Kiefern verdunsten alles

Auch darum ist laut Möller das laufende Mischwaldprogramm des Landes so wichtig. Die Kiefer, der mit rund 65 Prozent Flächenanteil immer noch dominante Berliner Waldbaum, verdunstet viel mehr Niederschlagswasser als Laubbäume, nämlich das ganze Jahr über. Unter einer Kiefernpopulation, die einige Jahrzehnte alt ist, sickert praktisch nichts mehr ins Grundwasser, während kahle Eichen, Buchen, Ahorne oder Linden nach dem Laubabwurf das meiste Wasser durchlassen.

Für den Umbau vom artenarmen Nadel- zum Mischwald nimmt Berlin laut Tidow schon eine Menge Geld in die Hand: 7 Millionen Euro wurden seit Beginn des Mischwaldprogramms 2012 investiert, jetzt habe man die Mittel noch einmal aufgestockt. Nach Angaben der Senatsumweltverwaltung sind so in den vergangenen Jahren rund 600 Hektar Mischwald mit fast 2 Millionen Laubbäumen entstanden, durch die Förderung von Selbstaussaat und gezielte Anpflanzung.

Wie Forsten-Chef Elmar Lakenberg erklärt, ist ein artenreicher Mischwald deutlich robuster gegen Schädlinge und Krankheiten – und: „Er brennt schlechter.“ Die Berliner Forsten stellten Überlegungen an, Saatgut von Bäumen aus Regionen wie Rumänien zu importieren, deren Genetik besser an ein wärmeres Klima angepasst sei. Dabei müsse es sich aber auch um hier heimische Arten handeln.

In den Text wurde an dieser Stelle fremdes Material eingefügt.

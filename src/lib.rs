pub mod arbitration;
pub mod db;
pub mod error;
pub mod models;
pub mod monitor;
pub mod replay;
pub mod repository;
pub mod settings;
pub mod telemetry;
pub mod trip;
mod utils;

use std::{env, path::PathBuf};

use anyhow::Context;

pub use arbitration::{ArbitrationConfig, ModeArbitrator};
pub use db::Database;
pub use error::{TripError, TripResult};
pub use models::{
    DeviceState, LatLng, MovementEvent, SourceId, TransportMode, TransportationState, Trip,
    TripModeSegment, TripState, TripTrigger,
};
pub use monitor::TripMonitor;
pub use repository::{MovementEventRepository, TripRepository};
pub use settings::{SettingsStore, TripSettings};
pub use telemetry::TelemetryBuffer;
pub use trip::{StartOutcome, TripStateMachine};

const DEFAULT_DB_FILE: &str = "tripwise.sqlite3";
const DEFAULT_SETTINGS_FILE: &str = "tripwise-settings.json";

/// Replays JSON-lines detections from stdin against the on-disk store and prints
/// the most recent trips when the input ends.
pub fn run() -> anyhow::Result<()> {
    let debug_mode = env::var("TRIPWISE_DEBUG")
        .map(|value| value == "1" || value.eq_ignore_ascii_case("true"))
        .unwrap_or(false);

    // RUST_LOG still wins over the default level.
    env_logger::Builder::new()
        .filter_level(if debug_mode {
            log::LevelFilter::Debug
        } else {
            log::LevelFilter::Info
        })
        .parse_default_env()
        .init();

    log::info!("tripwise starting up...");

    let db_path = env::var_os("TRIPWISE_DB_PATH")
        .map(PathBuf::from)
        .unwrap_or_else(|| PathBuf::from(DEFAULT_DB_FILE));
    let settings_path = env::var_os("TRIPWISE_SETTINGS_PATH")
        .map(PathBuf::from)
        .unwrap_or_else(|| PathBuf::from(DEFAULT_SETTINGS_FILE));

    let runtime = tokio::runtime::Builder::new_multi_thread()
        .enable_all()
        .build()
        .context("failed to build tokio runtime")?;

    runtime.block_on(async move {
        let database = Database::new(db_path.clone())
            .with_context(|| format!("failed to open database at {}", db_path.display()))?;
        let settings = SettingsStore::new(settings_path)?;

        let monitor = TripMonitor::with_database(database, settings.subscribe());
        if let Some(trip) = monitor.start_monitoring().await? {
            log::warn!(
                "Recovered {} trip {} from a previous run",
                trip.state.as_str(),
                trip.id
            );
        }

        let stdin = tokio::io::BufReader::new(tokio::io::stdin());
        let mut stdout = tokio::io::stdout();
        let result = replay::replay(&monitor, stdin, &mut stdout).await;

        monitor.stop_monitoring().await?;
        monitor.shutdown().await;
        result?;
        Ok::<(), anyhow::Error>(())
    })
}
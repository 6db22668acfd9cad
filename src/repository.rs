//! Storage seams consumed by the trip engine.
//!
//! The SQLite implementation lives in `crate::db`; tests substitute their own.

use anyhow::Result;
use async_trait::async_trait;
use chrono::{DateTime, Utc};
use tokio::sync::watch;

use crate::models::{MovementEvent, Trip};

#[async_trait]
pub trait TripRepository: Send + Sync {
    /// The trip in ACTIVE or PENDING_END, if any.
    async fn get_active_trip(&self) -> Result<Option<Trip>>;

    async fn insert(&self, trip: &Trip) -> Result<String>;

    /// Full overwrite of the row and its segments.
    async fn update(&self, trip: &Trip) -> Result<()>;

    async fn get_trip_by_id(&self, id: &str) -> Result<Option<Trip>>;

    /// Trips whose start time falls in `[from, to]`, oldest first.
    async fn get_trips_between(&self, from: DateTime<Utc>, to: DateTime<Utc>) -> Result<Vec<Trip>>;

    /// Most recent trips by start time, newest first.
    async fn get_recent_trips(&self, limit: usize) -> Result<Vec<Trip>>;

    /// Feed that re-emits the recent trips after every trip write.
    async fn observe_recent_trips(&self, limit: usize) -> Result<watch::Receiver<Vec<Trip>>>;

    /// Adds one location fix and its distance delta to the stored trip. Externally
    /// measured distance goes through here too and counts as a fix.
    async fn increment_location_count(
        &self,
        id: &str,
        distance_delta: f64,
        updated_at: DateTime<Utc>,
    ) -> Result<()>;

    async fn get_last_completed_trip(&self) -> Result<Option<Trip>>;

    /// Atomically stores `merged` and folds `absorbed_id` into it: the absorbed
    /// row is removed and its movement events re-pointed at `merged`.
    async fn merge_into(&self, merged: &Trip, absorbed_id: &str) -> Result<()>;

    async fn get_unsynced_trips(&self, limit: usize) -> Result<Vec<Trip>>;

    async fn mark_trip_synced(
        &self,
        id: &str,
        server_id: Option<String>,
        synced_at: DateTime<Utc>,
    ) -> Result<()>;
}

#[async_trait]
pub trait MovementEventRepository: Send + Sync {
    async fn insert_event(&self, event: &MovementEvent) -> Result<i64>;

    async fn get_events_for_trip(&self, trip_id: &str) -> Result<Vec<MovementEvent>>;

    async fn get_recent_events(&self, limit: usize) -> Result<Vec<MovementEvent>>;

    async fn get_unsynced_events(&self, limit: usize) -> Result<Vec<MovementEvent>>;

    async fn mark_events_synced(&self, ids: &[i64], synced_at: DateTime<Utc>) -> Result<()>;
}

Der gesetzliche Auftrag der Berliner Forsten, den landeseigenen Wald zu pflegen und zu mehren, könnte im Übrigen künftig noch stärker als bisher mit den Wohnungsbauzielen des Senats kollidieren. Stadtentwicklungssenatorin Katrin Lompscher hat vorgeschlagen, Baumfällungen auf potenziellen Bauflächen zu vereinfachen. Dagegen ist es der Job der Forsten, über die Jahre spontan entstandene Waldflächen auf Brachen zu schützen oder nur gegen eine Kompensationszahlung freizugeben.